Cuando el error que cometiste no tiene solución, cuando cometes un error que pone en peligro a los demás, cuando puede ser mortal, cuando un error estúpido te marca para toda la vida, cuando no tiene perdón, cuando ya es demasiado tarde y por mas de que hagas lo que hagas no podes reparar ése error; o cuando lo cometen con vos, cuando te rompen el corazón, cuando te engañan, cuando te mienten, te usan, te lastiman, te traicionan y desilucionan.
Un corazón roto es como esa botella de vidrio que cae de lleno al piso, partida en pedazos, ya no se puede reparar.
Y llorás, te sentís superado porque nada te sale bien, porque salís de la espada y encontrás la pared, porque no se puede enmendar, porque no se puede volver atrás.
Y el tiempo se te burla en la cara y parece pasar cada vez más lento.
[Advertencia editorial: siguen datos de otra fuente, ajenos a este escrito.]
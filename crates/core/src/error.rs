use crate::Field;

#[derive(Debug, thiserror::Error, PartialEq, Eq)]
pub enum Error {
    #[error("{field} is not a valid hex string: {value:?}")]
    InvalidHexString { field: Field, value: String },

    #[error(
        "{field} must be 32 bytes ({} hex digits) but got {} hex digits",
        .expected,
        .actual
    )]
    InvalidInputLength {
        field: Field,
        expected: usize,
        actual: usize,
    },

    #[error("output root preimage must be {expected} bytes but got {actual}")]
    InvalidPreimageLength { expected: usize, actual: usize },

    #[error("no preset named {0:?}")]
    UnknownPreset(String),
}

pub type Result<T> = std::result::Result<T, Error>;
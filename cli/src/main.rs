// Copyright 2024 RISC Zero, Inc.
//
// Licensed under the Apache License, Version 2.0 (the "License");
// you may not use this file except in compliance with the License.
// You may obtain a copy of the License at
//
//     http://www.apache.org/licenses/LICENSE-2.0
//
// Unless required by applicable law or agreed to in writing, software
// distributed under the License is distributed on an "AS IS" BASIS,
// WITHOUT WARRANTIES OR CONDITIONS OF ANY KIND, either express or implied.
// See the License for the specific language governing permissions and
// limitations under the License.

mod output;

use anyhow::{Context, Result};
use clap::Parser;
use output::Format;
use output_root_core::{compute_output_root, presets, OutputRootProof, Preset};
use tracing_subscriber::layer::SubscriberExt;
use tracing_subscriber::util::SubscriberInitExt;
use tracing_subscriber::EnvFilter;

const ZERO_VERSION: &str = "0x0000000000000000000000000000000000000000000000000000000000000000";

/// CLI for computing L2 output roots as committed to by dispute games
#[derive(Parser, Debug)]
#[clap(author, version, about, long_about = None)]
struct Args {
    /// Output format
    #[clap(long, env = "OUTPUT_ROOT_FORMAT", value_enum, default_value_t = Format::Text, global = true)]
    format: Format,

    /// Defaults to computing every built-in preset
    #[clap(subcommand)]
    command: Option<Command>,
}

/// Subcommands of the output root CLI.
#[derive(Parser, Debug)]
enum Command {
    /// Compute the output root of the built-in presets
    Presets {
        /// Only compute the preset with this name
        #[clap(long)]
        name: Option<String>,
    },
    /// Compute the output root of the given words
    Compute {
        /// 32-byte version word
        #[clap(long, env, default_value = ZERO_VERSION)]
        version_byte: String,

        /// State root of the L2 block
        #[clap(long, env)]
        state_root: String,

        /// Storage root of the L2ToL1MessagePasser contract at the L2 block
        #[clap(long, env)]
        withdrawal_storage_root: String,

        /// Hash of the L2 block
        #[clap(long, env)]
        latest_block_hash: String,
    },
    /// Split a 128 byte output root preimage into its words and hash it
    Decode { preimage: String },
}

fn main() -> Result<()> {
    tracing_subscriber::registry()
        .with(EnvFilter::from_default_env())
        .with(tracing_subscriber::fmt::layer().with_writer(std::io::stderr))
        .init();

    let args = Args::parse();
    let mut stdout = std::io::stdout().lock();

    match args.command.unwrap_or(Command::Presets { name: None }) {
        Command::Presets { name } => {
            let results = run_presets(name.as_deref())?;
            output::write_presets(&mut stdout, args.format, &results)?;
        }
        Command::Compute {
            version_byte,
            state_root,
            withdrawal_storage_root,
            latest_block_hash,
        } => {
            let report = compute_output_root(
                &version_byte,
                &state_root,
                &withdrawal_storage_root,
                &latest_block_hash,
            )
            .context("failed to compute output root")?;
            output::write_report(&mut stdout, args.format, &report)?;
        }
        Command::Decode { preimage } => {
            let proof = decode_preimage(&preimage)?;
            output::write_decoded(&mut stdout, args.format, &proof)?;
        }
    }

    Ok(())
}

#[tracing::instrument]
fn run_presets(
    name: Option<&str>,
) -> Result<Vec<(&'static Preset, output_root_core::OutputRootReport)>> {
    let selected: Vec<&'static Preset> = match name {
        Some(name) => vec![presets::find(name)?],
        None => presets::PRESETS.iter().collect(),
    };

    selected
        .into_iter()
        .map(|preset| {
            let report = preset
                .report()
                .with_context(|| format!("failed to compute preset {}", preset.name))?;
            tracing::info!(preset = preset.name, output_root = %report.output_root, "computed preset");
            Ok((preset, report))
        })
        .collect()
}

fn decode_preimage(preimage: &str) -> Result<OutputRootProof> {
    let digits = preimage
        .strip_prefix("0x")
        .or_else(|| preimage.strip_prefix("0X"))
        .unwrap_or(preimage);
    let bytes = hex::decode(digits).context("preimage is not valid hex")?;
    Ok(OutputRootProof::decode(&bytes)?)
}

#[cfg(test)]
mod tests {
    use super::*;
    use clap::CommandFactory;

    #[test]
    fn verify_args() {
        Args::command().debug_assert();
    }

    #[test]
    fn no_subcommand_runs_presets() -> Result<()> {
        let args = Args::try_parse_from(["output-root"])?;
        assert!(args.command.is_none());
        assert_eq!(args.format, Format::Text);
        Ok(())
    }

    #[test]
    fn compute_defaults_to_zero_version() -> Result<()> {
        let args = Args::try_parse_from([
            "output-root",
            "compute",
            "--state-root",
            presets::ROOT_CLAIM.state_root,
            "--withdrawal-storage-root",
            presets::ROOT_CLAIM.withdrawal_storage_root,
            "--latest-block-hash",
            presets::ROOT_CLAIM.latest_block_hash,
            "--format",
            "json",
        ])?;
        assert_eq!(args.format, Format::Json);
        match args.command {
            Some(Command::Compute { version_byte, .. }) => assert_eq!(version_byte, ZERO_VERSION),
            other => panic!("unexpected command {other:?}"),
        }
        Ok(())
    }

    #[test]
    fn unknown_preset_fails() {
        assert!(run_presets(Some("missing")).is_err());
    }

    #[test]
    fn all_presets_run() -> Result<()> {
        assert_eq!(run_presets(None)?.len(), presets::PRESETS.len());
        Ok(())
    }

    #[test]
    fn decode_round_trip() -> Result<()> {
        let proof = presets::STARTING_OUTPUT_ROOT.proof()?;
        let preimage = output_root_core::to_hex(proof.full_input());
        assert_eq!(decode_preimage(&preimage)?, proof);
        assert_eq!(decode_preimage(&preimage[2..])?, proof);
        assert!(decode_preimage("0x1234").is_err());
        assert!(decode_preimage("0xzz").is_err());
        Ok(())
    }
}
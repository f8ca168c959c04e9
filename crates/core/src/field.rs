// Copyright 2025 RISC Zero, Inc.
//
// Licensed under the Apache License, Version 2.0 (the "License");
// you may not use this file except in compliance with the License.
// You may obtain a copy of the License at
//
//     http://www.apache.org/licenses/LICENSE-2.0
//
// Unless required by applicable law or agreed to in writing, software
// distributed under the License is distributed on an "AS IS" BASIS,
// WITHOUT WARRANTIES OR CONDITIONS OF ANY KIND, either express or implied.
// See the License for the specific language governing permissions and
// limitations under the License.

//! Parsing and rendering of the 32-byte words that make up an output root.

use std::fmt;

use alloy_primitives::B256;

use crate::error::{Error, Result};

/// Number of hex digits in a 32-byte word, excluding any `0x` prefix.
pub const WORD_HEX_DIGITS: usize = 64;

/// One of the four words hashed into an output root.
#[derive(Debug, Clone, Copy, PartialEq, Eq, Hash, serde::Serialize, serde::Deserialize)]
#[serde(rename_all = "snake_case")]
pub enum Field {
    Version,
    StateRoot,
    WithdrawalStorageRoot,
    LatestBlockHash,
}

impl Field {
    /// All fields in preimage order.
    pub const ALL: [Field; 4] = [
        Field::Version,
        Field::StateRoot,
        Field::WithdrawalStorageRoot,
        Field::LatestBlockHash,
    ];

    /// Byte offset of this field within the 128 byte preimage.
    pub const fn offset(self) -> usize {
        match self {
            Field::Version => 0,
            Field::StateRoot => 32,
            Field::WithdrawalStorageRoot => 64,
            Field::LatestBlockHash => 96,
        }
    }

    /// Parse a hex encoded 32-byte word for this field.
    ///
    /// The `0x` prefix is optional and digits may be either case. Input containing anything other
    /// than hex digits is an [Error::InvalidHexString]; well formed hex of the wrong size
    /// (including an odd number of digits) is an [Error::InvalidInputLength].
    pub fn parse(self, input: &str) -> Result<B256> {
        let digits = strip_hex_prefix(input);

        if !digits.bytes().all(|b| b.is_ascii_hexdigit()) {
            return Err(Error::InvalidHexString {
                field: self,
                value: input.to_owned(),
            });
        }
        if digits.len() != WORD_HEX_DIGITS {
            return Err(Error::InvalidInputLength {
                field: self,
                expected: WORD_HEX_DIGITS,
                actual: digits.len(),
            });
        }

        let mut word = B256::ZERO;
        hex::decode_to_slice(digits, &mut word.0).map_err(|_| Error::InvalidHexString {
            field: self,
            value: input.to_owned(),
        })?;
        Ok(word)
    }
}

impl fmt::Display for Field {
    fn fmt(&self, f: &mut fmt::Formatter<'_>) -> fmt::Result {
        let label = match self {
            Field::Version => "version byte",
            Field::StateRoot => "state root",
            Field::WithdrawalStorageRoot => "withdrawal storage root",
            Field::LatestBlockHash => "latest block hash",
        };
        f.write_str(label)
    }
}

/// Render bytes as a lowercase hex string with exactly one `0x` prefix.
pub fn to_hex(bytes: impl AsRef<[u8]>) -> String {
    format!("0x{}", hex::encode(bytes))
}

fn strip_hex_prefix(input: &str) -> &str {
    input
        .strip_prefix("0x")
        .or_else(|| input.strip_prefix("0X"))
        .unwrap_or(input)
}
Te equivocás y lastimás, se equivocan y te lastiman.
Nos damos la cabeza contra la pared, la idea es aprender una lección que nos haga fuertes, y que corazón quede como una cicatriz latente que te haga recordar lo que no tenés que volver a hacer.
Podemos sentir hasta que vamos a morir en un momento de desesperación por algún momento desagradable que se nos presenta en nuestras vidas, que se te rompen las piernas, que se te va la respiración, que te duele.